Look at the “Use in North America” page. There are plenty of larger CT’s listed there. The YHDC one doesn’t even need you to change the burden resistor.

I suspect that’s 30 W consumption to keep it alive overnight.

Shame on you :open_mouth: :grin:

As far as I know, that’s correct. Very many “energy” monitors only measure current, and guess voltage, power factor, or both, and call the result “Watts” - most likely because it’s all but impossible with a battery-powered transmitter and CT to do otherwise, and in any case most of the time it’s good enough for the average technically illiterate consumer to whom VA and power factor, and even the difference between power and energy, is meaningless.

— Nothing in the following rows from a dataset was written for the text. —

//! The WebSocket boundary: UI requests in, fanout events out.

use axum::extract::ws::{Message, WebSocket, WebSocketUpgrade};
use axum::extract::State;
use axum::response::Response;
use futures_util::{SinkExt, StreamExt};
use serde::Deserialize;
use sphero_core::{Command, Orchestrator};
use std::sync::Arc;

/// Requests a UI client sends over the socket. Tagged exactly like the
/// outbound events so both directions read the same on the wire.
#[derive(Debug, Deserialize)]
#[serde(tag = "type", rename_all = "snake_case")]
pub enum UiRequest {
    Scan,
    Connect {
        toy_index: usize,
    },
    Disconnect,
    CheckConnectionStatus,
    SetColor {
        r: u16,
        g: u16,
        b: u16,
    },
    Roll {
        heading: u16,
        speed: u16,
        #[serde(default = "default_roll_duration")]
        duration: f32,
    },
    Spin {
        degrees: u16,
        duration: f32,
    },
    StartRandomMovement,
    StopRandomMovement,
    StartVoiceSession,
    StopVoiceSession,
    ProcessVoiceEvent {
        event: serde_json::Value,
    },
    VoiceAudio {
        audio: String,
    },
    SetBrightnessLimit {
        limit: u8,
    },
}

fn default_roll_duration() -> f32 {
    1.0
}

/// Handles WebSocket upgrade requests.
pub async fn ws_handler(
    ws: WebSocketUpgrade,
    State(orchestrator): State<Arc<Orchestrator>>,
) -> Response {
    tracing::info!("WebSocket upgrade request received");
    ws.on_upgrade(move |socket| handle_socket(socket, orchestrator))
}

/// Manages one UI client: a forward task streams fanout events to the
/// client while this task parses and dispatches its requests.
async fn handle_socket(socket: WebSocket, orchestrator: Arc<Orchestrator>) {
    tracing::info!("UI client connected");
    let (mut sender, mut receiver) = socket.split();

    let mut events = orchestrator.subscribe();
    let forward = tokio::spawn(async move {
        loop {
            let event = match events.recv().await {
                Ok(event) => event,
                // A slow client that lags just misses old status lines.
                Err(tokio::sync::broadcast::error::RecvError::Lagged(_)) => continue,
                Err(tokio::sync::broadcast::error::RecvError::Closed) => break,
            };
            let text = match serde_json::to_string(&event) {
                Ok(text) => text,
                Err(e) => {
                    tracing::error!("failed to serialize event: {e}");
                    continue;
                }
            };
            if sender.send(Message::Text(text.into())).await.is_err() {
                break;
            }
        }
    });

    // A freshly attached client either learns we are connected or triggers
    // a scan-and-connect in the background.
    {
        let orchestrator = orchestrator.clone();
        tokio::spawn(async move { orchestrator.auto_connect().await });
    }

    while let Some(message) = receiver.next().await {
        let message = match message {
            Ok(message) => message,
            Err(e) => {
                tracing::info!("WebSocket error: {e}");
                break;
            }
        };
        let text = match message {
            Message::Text(text) => text,
            Message::Close(_) => break,
            _ => continue,
        };
        match serde_json::from_str::<UiRequest>(text.as_str()) {
            Ok(request) => dispatch(&orchestrator, request).await,
            Err(e) => {
                tracing::warn!("unparseable UI request: {e}");
                orchestrator
                    .events()
                    .status(format!("Unrecognized request: {e}"));
            }
        }
    }

    forward.abort();
    tracing::info!("UI client disconnected");
}

/// Routes one request. Anything that can stall on the device or the network
/// runs in its own task so this client's read loop stays responsive.
async fn dispatch(orchestrator: &Arc<Orchestrator>, request: UiRequest) {
    match request {
        UiRequest::Scan => {
            let orchestrator = orchestrator.clone();
            tokio::spawn(async move {
                let _ = orchestrator.scan().await;
            });
        }
        UiRequest::Connect { toy_index } => {
            let orchestrator = orchestrator.clone();
            tokio::spawn(async move {
                if let Err(e) = orchestrator.connect(toy_index).await {
                    orchestrator
                        .events()
                        .status(format!("Connection error: {e}"));
                }
            });
        }
        UiRequest::Disconnect => {
            let orchestrator = orchestrator.clone();
            tokio::spawn(async move { orchestrator.disconnect().await });
        }
        UiRequest::CheckConnectionStatus => {
            if orchestrator.connected() {
                orchestrator.publish_connection_status();
            } else {
                let orchestrator = orchestrator.clone();
                tokio::spawn(async move { orchestrator.auto_connect().await });
            }
        }
        UiRequest::SetColor { r, g, b } => {
            submit(orchestrator, Command::SetColor { r, g, b });
        }
        UiRequest::Roll {
            heading,
            speed,
            duration,
        } => {
            submit(
                orchestrator,
                Command::Roll {
                    heading,
                    speed,
                    duration,
                },
            );
        }
        UiRequest::Spin { degrees, duration } => {
            submit(orchestrator, Command::Spin { degrees, duration });
        }
        UiRequest::StartRandomMovement => {
            orchestrator.start_random_movement();
        }
        UiRequest::StopRandomMovement => {
            let orchestrator = orchestrator.clone();
            tokio::spawn(async move { orchestrator.stop_random_movement().await });
        }
        UiRequest::StartVoiceSession => {
            let orchestrator = orchestrator.clone();
            tokio::spawn(async move {
                let _ = orchestrator.start_voice_session().await;
            });
        }
        UiRequest::StopVoiceSession => {
            let orchestrator = orchestrator.clone();
            tokio::spawn(async move { orchestrator.stop_voice_session().await });
        }
        UiRequest::ProcessVoiceEvent { event } => {
            let orchestrator = orchestrator.clone();
            tokio::spawn(async move {
                if let Err(e) = orchestrator.process_voice_event(event).await {
                    tracing::warn!("forwarded voice event rejected: {e}");
                }
            });
        }
        UiRequest::VoiceAudio { audio } => {
            let orchestrator = orchestrator.clone();
            tokio::spawn(async move {
                if let Err(e) = orchestrator.voice_audio(audio).await {
                    tracing::debug!("dropping audio chunk: {e}");
                }
            });
        }
        UiRequest::SetBrightnessLimit { limit } => {
            orchestrator.set_brightness_limit(limit);
        }
    }
}

/// Fire one direct command. Worker failures are mirrored by the dispatcher;
/// the fail-fast rejections are mirrored here so the UI always hears back.
fn submit(orchestrator: &Arc<Orchestrator>, command: Command) {
    let orchestrator = orchestrator.clone();
    tokio::spawn(async move {
        if let Err(e) = orchestrator.submit(command).await {
            orchestrator.events().status(format!("Command failed: {e}"));
        }
    });
}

Yes there is, but not at the same resolution as dBC’s. Robin Emley has produced sketches that do just that, all listed at Robin's Mk2 Code variants and associated tools. | Archived Forum
I think you want “RawSamplesTool_4ss_2”

I suspect it’s quite a bit lower than 30W. The 2.1A is small by emonTx standards, small enough that the CT is probably operating in the large phase error zone. But 2.1A is also large enough that it won’t take much phase error to incorrectly show up as 30W.

With a little (?) noise pickup thrown in, no doubt.